Cyrus SASL

This module has been removed from Prosody and will not be part of the next major version. It can be found in the community module repository if needed.

Introduction

XMPP uses a standard authentication protocol called ‘SASL’ to validate client credentials. Prosody has a built-in SASL library, and uses this by default to validate credentials against Prosody’s internal account store.

Alternatively Prosody supports using Cyrus SASL, an external SASL provider which can validate user-supplied credentials against other sources, such as PAM, LDAP, SQL and more. It also allows the use of GSSAPI for single-sign-on services.

Usage

lua-cyrussasl

To allow Prosody to access Cyrus SASL you need to install lua-cyrussasl. Information on how to do that on most platforms can be found on our dependencies page. Those running Debian/Ubuntu can simply:

 sudo apt install lua-cyrussasl

On Redhat/CentOS, the EPEL repository needs to be enabled, after which you can install the package:

 sudo yum install lua-cyrussasl

Configuration

Enable the cyrus backend by adding the following line to your config file:

   authentication = "cyrus"
   cyrus_service_name = "xmpp" -- Optional, defaults to "xmpp"

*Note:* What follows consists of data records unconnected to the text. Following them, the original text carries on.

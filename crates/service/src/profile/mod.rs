use std::sync::Arc;

use tracing::info;
use uuid::Uuid;

use models::profile::{PlatformLinkInput, Profile, ProfileInput, ProfileSummary};
use models::platform::PlatformName;

use crate::errors::ServiceError;
use crate::storage::json_map_store::JsonMapStore;

/// File-backed profile store, one document per user.
///
/// The map is keyed by the owning user's id, which gives the
/// "one profile per user, POST is an upsert" semantics for free.
#[derive(Clone)]
pub struct ProfileStore {
    store: Arc<JsonMapStore<Uuid, Profile>>,
}

impl ProfileStore {
    /// Initialize the store from a path; creates the file if missing.
    pub async fn new<P: Into<std::path::PathBuf>>(path: P) -> Result<Arc<Self>, ServiceError> {
        let store = JsonMapStore::<Uuid, Profile>::new(path).await?;
        Ok(Arc::new(Self { store }))
    }

    /// Create the caller's profile, or replace its editable fields if one exists.
    pub async fn upsert(&self, user_id: Uuid, input: ProfileInput) -> Result<Profile, ServiceError> {
        input.validate()?;
        let mut result: Option<Profile> = None;
        self.store
            .update_map(|map| {
                match map.get_mut(&user_id) {
                    Some(existing) => {
                        existing.apply(input)?;
                        result = Some(existing.clone());
                    }
                    None => {
                        let created = Profile::create(user_id, input)?;
                        result = Some(created.clone());
                        map.insert(user_id, created);
                    }
                }
                Ok(())
            })
            .await?;
        let profile = result.expect("upsert always sets a profile");
        info!(user_id = %user_id, profile_id = %profile.id, "profile_upserted");
        Ok(profile)
    }

    pub async fn get_by_user(&self, user_id: Uuid) -> Option<Profile> {
        self.store.get(&user_id).await
    }

    /// Look up by the profile's own document id.
    pub async fn get_by_id(&self, profile_id: Uuid) -> Option<Profile> {
        self.store.find(|p| p.id == profile_id).await
    }

    pub async fn list_all(&self) -> Vec<Profile> {
        self.store.list().await.into_iter().map(|(_, v)| v).collect()
    }

    /// Delete the caller's profile; idempotent, returns whether one existed.
    pub async fn delete_by_user(&self, user_id: Uuid) -> Result<bool, ServiceError> {
        self.store.remove(&user_id).await
    }

    pub async fn add_platform(
        &self,
        user_id: Uuid,
        input: PlatformLinkInput,
    ) -> Result<Profile, ServiceError> {
        let mut result: Option<Profile> = None;
        self.store
            .update_map(|map| {
                let profile = map.get_mut(&user_id).ok_or_else(|| ServiceError::not_found("profile"))?;
                profile.add_platform(input)?;
                result = Some(profile.clone());
                Ok(())
            })
            .await?;
        Ok(result.expect("platform added"))
    }

    /// Remove a linked platform by link id; removal of an unknown link is a no-op.
    pub async fn remove_platform(&self, user_id: Uuid, link_id: Uuid) -> Result<Profile, ServiceError> {
        let mut result: Option<Profile> = None;
        self.store
            .update_map(|map| {
                let profile = map.get_mut(&user_id).ok_or_else(|| ServiceError::not_found("profile"))?;
                profile.remove_platform(link_id);
                result = Some(profile.clone());
                Ok(())
            })
            .await?;
        Ok(result.expect("profile present"))
    }

    pub async fn summary(&self, user_id: Uuid) -> Result<ProfileSummary, ServiceError> {
        self.get_by_user(user_id)
            .await
            .map(|p| p.summary())
            .ok_or_else(|| ServiceError::not_found("profile"))
    }

    /// Username linked for the given platform, for the profile-resolved stats routes.
    pub async fn linked_username(
        &self,
        user_id: Uuid,
        name: PlatformName,
    ) -> Result<String, ServiceError> {
        let profile = self
            .get_by_user(user_id)
            .await
            .ok_or_else(|| ServiceError::not_found("profile"))?;
        profile
            .platform(name)
            .map(|p| p.username.clone())
            .ok_or_else(|| ServiceError::not_found(&format!("{name} profile")))
    }
}

#[cfg(test)]
mod tests {
    use super::*;

    fn tmp_store_path() -> std::path::PathBuf {
        std::env::temp_dir().join(format!("profiles_{}.json", Uuid::new_v4()))
    }

    fn input(name: &str) -> ProfileInput {
        ProfileInput {
            name: name.into(),
            bio: None,
            location: Some("Berlin".into()),
            website: None,
            tech_stack: vec!["Rust".into()],
            platforms: vec![PlatformLinkInput {
                name: PlatformName::GitHub,
                username: "octo".into(),
                url: None,
            }],
        }
    }

    #[tokio::test]
    async fn upsert_creates_then_replaces() -> anyhow::Result<()> {
        let path = tmp_store_path();
        let store = ProfileStore::new(&path).await?;
        let user_id = Uuid::new_v4();

        let created = store.upsert(user_id, input("Ada")).await?;
        let replaced = store.upsert(user_id, input("Ada L")).await?;
        assert_eq!(created.id, replaced.id);
        assert_eq!(replaced.name, "Ada L");
        assert_eq!(store.list_all().await.len(), 1);

        let _ = tokio::fs::remove_file(&path).await;
        Ok(())
    }

    #[tokio::test]
    async fn lookup_by_id_and_user() -> anyhow::Result<()> {
        let path = tmp_store_path();
        let store = ProfileStore::new(&path).await?;
        let user_id = Uuid::new_v4();
        let profile = store.upsert(user_id, input("Ada")).await?;

        assert!(store.get_by_user(user_id).await.is_some());
        assert_eq!(store.get_by_id(profile.id).await.unwrap().id, profile.id);
        assert!(store.get_by_id(Uuid::new_v4()).await.is_none());

        let _ = tokio::fs::remove_file(&path).await;
        Ok(())
    }

    #[tokio::test]
    async fn platform_add_remove_and_resolution() -> anyhow::Result<()> {
        let path = tmp_store_path();
        let store = ProfileStore::new(&path).await?;
        let user_id = Uuid::new_v4();
        store.upsert(user_id, input("Ada")).await?;

        let updated = store
            .add_platform(
                user_id,
                PlatformLinkInput {
                    name: PlatformName::Medium,
                    username: "ada-writes".into(),
                    url: None,
                },
            )
            .await?;
        assert_eq!(updated.platforms.len(), 2);

        let username = store.linked_username(user_id, PlatformName::Medium).await?;
        assert_eq!(username, "ada-writes");
        assert!(matches!(
            store.linked_username(user_id, PlatformName::LeetCode).await,
            Err(ServiceError::NotFound(_))
        ));

        let link_id = updated.platforms[1].id;
        let after = store.remove_platform(user_id, link_id).await?;
        assert_eq!(after.platforms.len(), 1);
        // unknown link id is a no-op
        let same = store.remove_platform(user_id, Uuid::new_v4()).await?;
        assert_eq!(same.platforms.len(), 1);

        let _ = tokio::fs::remove_file(&path).await;
        Ok(())
    }

    #[tokio::test]
    async fn delete_is_idempotent() -> anyhow::Result<()> {
        let path = tmp_store_path();
        let store = ProfileStore::new(&path).await?;
        let user_id = Uuid::new_v4();
        store.upsert(user_id, input("Ada")).await?;

        assert!(store.delete_by_user(user_id).await?);
        assert!(!store.delete_by_user(user_id).await?);
        assert!(matches!(store.summary(user_id).await, Err(ServiceError::NotFound(_))));

        let _ = tokio::fs::remove_file(&path).await;
        Ok(())
    }
}
use thiserror::Error;

#[derive(Debug, Error)]
pub enum ServiceError {
    #[error("validation error: {0}")]
    Validation(String),
    #[error("not found: {0}")]
    NotFound(String),
    #[error("storage error: {0}")]
    Storage(String),
    #[error("model error: {0}")]
    Model(#[from] models::errors::ModelError),
}

impl ServiceError {
    pub fn not_found(entity: &str) -> Self {
        Self::NotFound(format!("{} not found", entity))
    }
}
//! Service layer providing business-oriented operations on top of models.
//! - Separates business logic from the HTTP surface.
//! - Reuses validation and domain types in the `models` crate.
//! - Hosts the platform stats adapters that normalize upstream data.

pub mod auth;
pub mod errors;
pub mod profile;
pub mod runtime;
pub mod stats;
pub mod storage;
//! X/Twitter adapter.
//!
//! The X API requires paid developer credentials; like LinkedIn, the adapter
//! answers with a structured integration notice, including the timeline rate
//! limits a real integration has to respect.

use super::linkedin::{ApiSetup, IntegrationNotice};

pub fn tweets_notice(username: &str) -> IntegrationNotice {
    tracing::info!(%username, "X API access attempted");
    IntegrationNotice {
        success: false,
        message: "X API Integration Required".into(),
        data: None,
        api_setup: ApiSetup {
            required: true,
            platform: "X (Twitter)".into(),
            description: "X API requires official developer credentials and has usage limits".into(),
            setup_steps: vec![
                "Apply for X Developer Account".into(),
                "Create an X App in the Developer Portal".into(),
                "Generate API keys and access tokens".into(),
                "Configure OAuth 1.0a or OAuth 2.0".into(),
                "Implement rate limiting and error handling".into(),
            ],
            external_api_support: true,
            can_use_external_api: true,
            external_api_note: "Users can configure their own X API credentials".into(),
            rate_limits: Some("300 requests per 15-minute window for user timeline".into()),
        },
    }
}

/// Accepts a bare handle or a pasted x.com / twitter.com URL.
pub fn normalize_username(raw: &str) -> String {
    let trimmed = raw.trim_end_matches('/');
    if trimmed.contains("x.com/") || trimmed.contains("twitter.com/") {
        trimmed.rsplit('/').next().unwrap_or(trimmed).to_string()
    } else {
        trimmed.to_string()
    }
}
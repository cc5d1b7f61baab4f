use std::sync::Arc;

use axum::{
    extract::{Request, State},
    http::StatusCode,
    middleware::Next,
    response::Response,
    Extension, Json,
};
use axum_extra::extract::cookie::{Cookie, CookieJar, SameSite};
use serde::Serialize;
use tracing::warn;

use common::types::Envelope;
use service::auth::domain::{AuthUser, LoginInput, RegisterInput};
use service::auth::repo::file::FileAuthRepository;
use service::auth::service::AuthService;
use service::profile::ProfileStore;
use service::stats::{github::GithubClient, leetcode::LeetcodeClient, medium::MediumClient};

use crate::errors::JsonApiError;

/// Shared application state for all routes.
#[derive(Clone)]
pub struct ServerState {
    pub auth: Arc<AuthService<FileAuthRepository>>,
    pub profiles: Arc<ProfileStore>,
    pub github: GithubClient,
    pub leetcode: LeetcodeClient,
    pub medium: MediumClient,
}

#[derive(Serialize)]
pub struct TokenOutput {
    pub success: bool,
    pub token: String,
}

#[utoipa::path(post, path = "/api/auth/register", tag = "auth", request_body = crate::openapi::RegisterRequest, responses((status = 200, description = "Registered"), (status = 400, description = "Bad Request"), (status = 409, description = "User already exists")))]
pub async fn register(
    State(state): State<ServerState>,
    Json(input): Json<RegisterInput>,
) -> Result<Json<TokenOutput>, JsonApiError> {
    let user = state.auth.register(input).await?;
    let token = state
        .auth
        .issue_token(&user)?
        .ok_or_else(|| JsonApiError::internal("token generation failed"))?;
    Ok(Json(TokenOutput { success: true, token }))
}

#[utoipa::path(post, path = "/api/auth/login", tag = "auth", request_body = crate::openapi::LoginRequest, responses((status = 200, description = "Logged In"), (status = 401, description = "Invalid credentials")))]
pub async fn login(
    State(state): State<ServerState>,
    jar: CookieJar,
    Json(input): Json<LoginInput>,
) -> Result<(CookieJar, Json<TokenOutput>), JsonApiError> {
    let session = state.auth.login(input).await?;
    let token = session
        .token
        .ok_or_else(|| JsonApiError::internal("token generation failed"))?;

    let mut cookie = Cookie::new("auth_token", token.clone());
    cookie.set_path("/");
    cookie.set_http_only(true);
    cookie.set_same_site(SameSite::Lax);
    let jar = jar.add(cookie);

    Ok((jar, Json(TokenOutput { success: true, token })))
}

pub async fn logout(jar: CookieJar) -> (CookieJar, StatusCode) {
    // The removal cookie must carry the same path the login cookie was set
    // with, or browsers keep the stored cookie.
    let jar = jar.remove(Cookie::build(("auth_token", "")).path("/"));
    (jar, StatusCode::NO_CONTENT)
}

#[utoipa::path(get, path = "/api/auth/me", tag = "auth", responses((status = 200, description = "Current user"), (status = 401, description = "Unauthorized")))]
pub async fn me(Extension(user): Extension<AuthUser>) -> Json<Envelope<AuthUser>> {
    Json(Envelope::ok(user))
}

/// Middleware for protected routes: accept `Authorization: Bearer <token>`
/// with a fallback to the `auth_token` cookie, then resolve the user.
pub async fn require_user(
    State(state): State<ServerState>,
    mut req: Request,
    next: Next,
) -> Result<Response, JsonApiError> {
    let path = req.uri().path().to_string();

    let token = bearer_token(&req).or_else(|| cookie_token(&req));
    let token = match token {
        Some(t) if !t.is_empty() => t,
        _ => {
            warn!(path = %path, "missing Authorization header and auth_token cookie");
            return Err(JsonApiError::new(
                StatusCode::UNAUTHORIZED,
                "Not authorized to access this route",
            ));
        }
    };

    match state.auth.authenticate(&token).await {
        Ok(user) => {
            req.extensions_mut().insert(user);
            Ok(next.run(req).await)
        }
        Err(e) => {
            warn!(path = %path, code = e.code(), error = %e, "token validation failed");
            Err(JsonApiError::new(
                StatusCode::UNAUTHORIZED,
                "Not authorized to access this route",
            ))
        }
    }
}

fn bearer_token(req: &Request) -> Option<String> {
    let value = req
        .headers()
        .get(axum::http::header::AUTHORIZATION)?
        .to_str()
        .ok()?;
    value.strip_prefix("Bearer ").map(|t| t.to_string())
}

fn cookie_token(req: &Request) -> Option<String> {
    let header = req
        .headers()
        .get(axum::http::header::COOKIE)?
        .to_str()
        .ok()?;
    header.split(';').find_map(|part| {
        part.trim().strip_prefix("auth_token=").map(|t| t.to_string())
    })
}
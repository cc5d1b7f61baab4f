pub mod errors;
pub mod platform;
pub mod profile;
pub mod user;
//! Medium adapter.
//!
//! Medium publishes a public RSS feed per author; items are mapped to a flat
//! article list with a tag-stripped content snippet.

use std::time::Duration;

use serde::{Deserialize, Serialize};

use super::StatsError;

const USER_AGENT: &str = "devlink-app";
const DEFAULT_FEED_BASE: &str = "https://medium.com/feed";

#[derive(Debug, Clone, Serialize, Deserialize)]
#[serde(rename_all = "camelCase")]
pub struct Article {
    pub title: String,
    pub link: Option<String>,
    pub pub_date: Option<String>,
    pub content: String,
    pub categories: Vec<String>,
}

#[derive(Clone)]
pub struct MediumClient {
    http: reqwest::Client,
    feed_base: String,
}

impl MediumClient {
    pub fn new(timeout_secs: u64) -> anyhow::Result<Self> {
        Self::with_base(DEFAULT_FEED_BASE, timeout_secs)
    }

    /// Custom feed base, used by tests to point at a stub server.
    pub fn with_base(feed_base: impl Into<String>, timeout_secs: u64) -> anyhow::Result<Self> {
        let http = reqwest::Client::builder()
            .timeout(Duration::from_secs(timeout_secs))
            .user_agent(USER_AGENT)
            .build()?;
        Ok(Self { http, feed_base: feed_base.into() })
    }

    pub async fn fetch_articles(&self, username: &str) -> Result<Vec<Article>, StatsError> {
        if username.trim().is_empty() {
            return Err(StatsError::Parse("username is required".into()));
        }
        let bytes = self
            .http
            .get(format!("{}/@{}", self.feed_base, username))
            .send()
            .await
            .map_err(StatsError::upstream)?
            .error_for_status()
            .map_err(StatsError::upstream)?
            .bytes()
            .await
            .map_err(StatsError::upstream)?;
        parse_feed(&bytes)
    }
}

/// Parse an RSS document into the article list.
pub fn parse_feed(bytes: &[u8]) -> Result<Vec<Article>, StatsError> {
    let channel = rss::Channel::read_from(bytes).map_err(|e| StatsError::Parse(e.to_string()))?;
    Ok(channel
        .items()
        .iter()
        .map(|item| Article {
            title: item.title().unwrap_or_default().to_string(),
            link: item.link().map(|s| s.to_string()),
            pub_date: item.pub_date().map(|s| s.to_string()),
            content: snippet(item.description().unwrap_or_default()),
            categories: item.categories().iter().map(|c| c.name().to_string()).collect(),
        })
        .collect())
}

/// Strip markup and collapse whitespace into a plain-text snippet.
fn snippet(html: &str) -> String {
    let mut out = String::with_capacity(html.len());
    let mut in_tag = false;
    for c in html.chars() {
        match c {
            '<' => in_tag = true,
            '>' => in_tag = false,
            c if !in_tag => out.push(c),
            _ => {}
        }
    }
    out.split_whitespace().collect::<Vec<_>>().join(" ")
}
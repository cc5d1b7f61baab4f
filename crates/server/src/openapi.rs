use utoipa::OpenApi;
use utoipa::ToSchema;

#[derive(ToSchema)]
pub struct HealthResponse { pub status: String }

#[derive(utoipa::ToSchema)]
pub struct RegisterRequest { pub name: String, pub email: String, pub password: String }

#[derive(utoipa::ToSchema)]
pub struct LoginRequest { pub email: String, pub password: String }

#[derive(utoipa::ToSchema)]
pub struct ProfileRequest {
    pub name: String,
    pub bio: Option<String>,
    pub location: Option<String>,
    pub website: Option<String>,
    pub tech_stack: Vec<String>,
    pub platforms: Vec<PlatformLinkRequest>,
}

#[derive(utoipa::ToSchema)]
pub struct PlatformLinkRequest {
    pub name: String,
    pub username: String,
    pub url: Option<String>,
}

#[derive(OpenApi)]
#[openapi(
    paths(
        crate::routes::health,
        crate::routes::auth::register,
        crate::routes::auth::login,
        crate::routes::auth::me,
        crate::routes::profiles::upsert,
        crate::routes::profiles::mine,
        crate::routes::profiles::all,
        crate::routes::profiles::summary,
        crate::routes::profiles::by_id,
        crate::routes::profiles::delete,
        crate::routes::profiles::add_platform,
        crate::routes::profiles::remove_platform,
        crate::routes::platforms::list,
        crate::routes::stats::github_by_username,
        crate::routes::stats::github_mine,
        crate::routes::stats::leetcode_by_username,
        crate::routes::stats::leetcode_mine,
        crate::routes::stats::hackerrank_by_username,
        crate::routes::stats::hackerrank_mine,
        crate::routes::stats::medium_by_username,
        crate::routes::stats::medium_mine,
        crate::routes::stats::linkedin_by_username,
        crate::routes::stats::linkedin_mine,
        crate::routes::stats::twitter_by_username,
        crate::routes::stats::twitter_mine,
    ),
    components(
        schemas(
            HealthResponse,
            RegisterRequest,
            LoginRequest,
            ProfileRequest,
            PlatformLinkRequest,
        )
    ),
    tags(
        (name = "health"),
        (name = "auth"),
        (name = "profiles"),
        (name = "platforms"),
        (name = "github"),
        (name = "leetcode"),
        (name = "hackerrank"),
        (name = "medium"),
        (name = "linkedin"),
        (name = "twitter")
    )
)]
pub struct ApiDoc;
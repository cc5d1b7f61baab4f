use serde::{Deserialize, Serialize};

#[derive(Serialize, Deserialize, Debug)]
pub struct Health {
    pub status: &'static str,
}

/// Success envelope shared by every API response: `{"success": true, "data": ...}`.
#[derive(Serialize, Deserialize, Debug)]
pub struct Envelope<T> {
    pub success: bool,
    pub data: T,
}

impl<T> Envelope<T> {
    pub fn ok(data: T) -> Self {
        Self { success: true, data }
    }
}

/// Success envelope carrying a collection plus its length.
#[derive(Serialize, Deserialize, Debug)]
pub struct CountedEnvelope<T> {
    pub success: bool,
    pub count: usize,
    pub data: Vec<T>,
}

impl<T> CountedEnvelope<T> {
    pub fn ok(data: Vec<T>) -> Self {
        Self { success: true, count: data.len(), data }
    }
}

/// Error envelope: `{"success": false, "error": "..."}`.
#[derive(Serialize, Deserialize, Debug)]
pub struct ErrorBody {
    pub success: bool,
    pub error: String,
}

impl ErrorBody {
    pub fn new(error: impl Into<String>) -> Self {
        Self { success: false, error: error.into() }
    }
}

#[cfg(test)]
mod tests {
    use super::*;

    #[test]
    fn envelope_serializes_success_flag() {
        let v = serde_json::to_value(Envelope::ok(42)).unwrap();
        assert_eq!(v["success"], true);
        assert_eq!(v["data"], 42);
    }

    #[test]
    fn counted_envelope_reports_len() {
        let v = serde_json::to_value(CountedEnvelope::ok(vec!["a", "b"])).unwrap();
        assert_eq!(v["count"], 2);
    }
}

Configuring Cyrus SASL itself is currently beyond the scope of this documentation. If you feel you could contribute a simple how-to, or know the link of a good one to add below then let us know 😄

Prosody’s Cyrus SASL-related options:

Option Default Description
cyrus_service_name xmpp The service name to pass to Cyrus SASL.
cyrus_service_realm (auto) The realm to pass to Cyrus SASL, the virtual host the user is signing into if not specified.
cyrus_require_provisioning false If true then Prosody requires user accounts to exist in Prosody, even if successfully authenticated via SASL
cyrus_application_name prosody The application name to pass to Cyrus SASL. Determines the Cyrus SASL configuration file name.
cyrus_server_fqdn hostname passed to Cyrus

Troubleshooting

Permissions

One of the most common issues is Prosody being unable to access the saslauthd socket (this is obviously only an issue if you are using the saslauthd daemon), used to communicate with the authentication daemon. An example error caused by this would be:

 Got SASL error condition -1: Password verification failed

This can be confirmed by trying testsaslauthd as root and then as the user prosody runs as (typically ‘prosody’); the former should succeed and the latter should fail.

The solution is to make sure that prosody can access the socket (typically in /var/run/saslauthd/) by adding the ‘prosody’ user to the ‘sasl’ group (or otherwise ensuring that the prosody user has filesystem permissions to access the socket).

Cyrus SASL Configuration file

Cyrus SASL needs a configuration file in order to know where to look for user credentials. For Prosody, the file will be named prosody.conf by default. Its location varies by OS and distribution; refer to the table below or your local system documentation for where it should go.

Location Platforms
/etc/sasl Debian and Ubuntu
/etc/sasl2 Arch, RHEL/CentOS

The contents of the configuration file depend on what you want to authenticate against. If you want to authenticate against local accounts, you’ll want to set up saslauthd (the configuration of saslauthd varies from system to system), and your prosody.conf will look like this:

pwcheck_method: saslauthd
mech_list: PLAIN

If using saslauthd, you must specify only PLAIN in the mech_list, as it only supports plaintext authentication methods.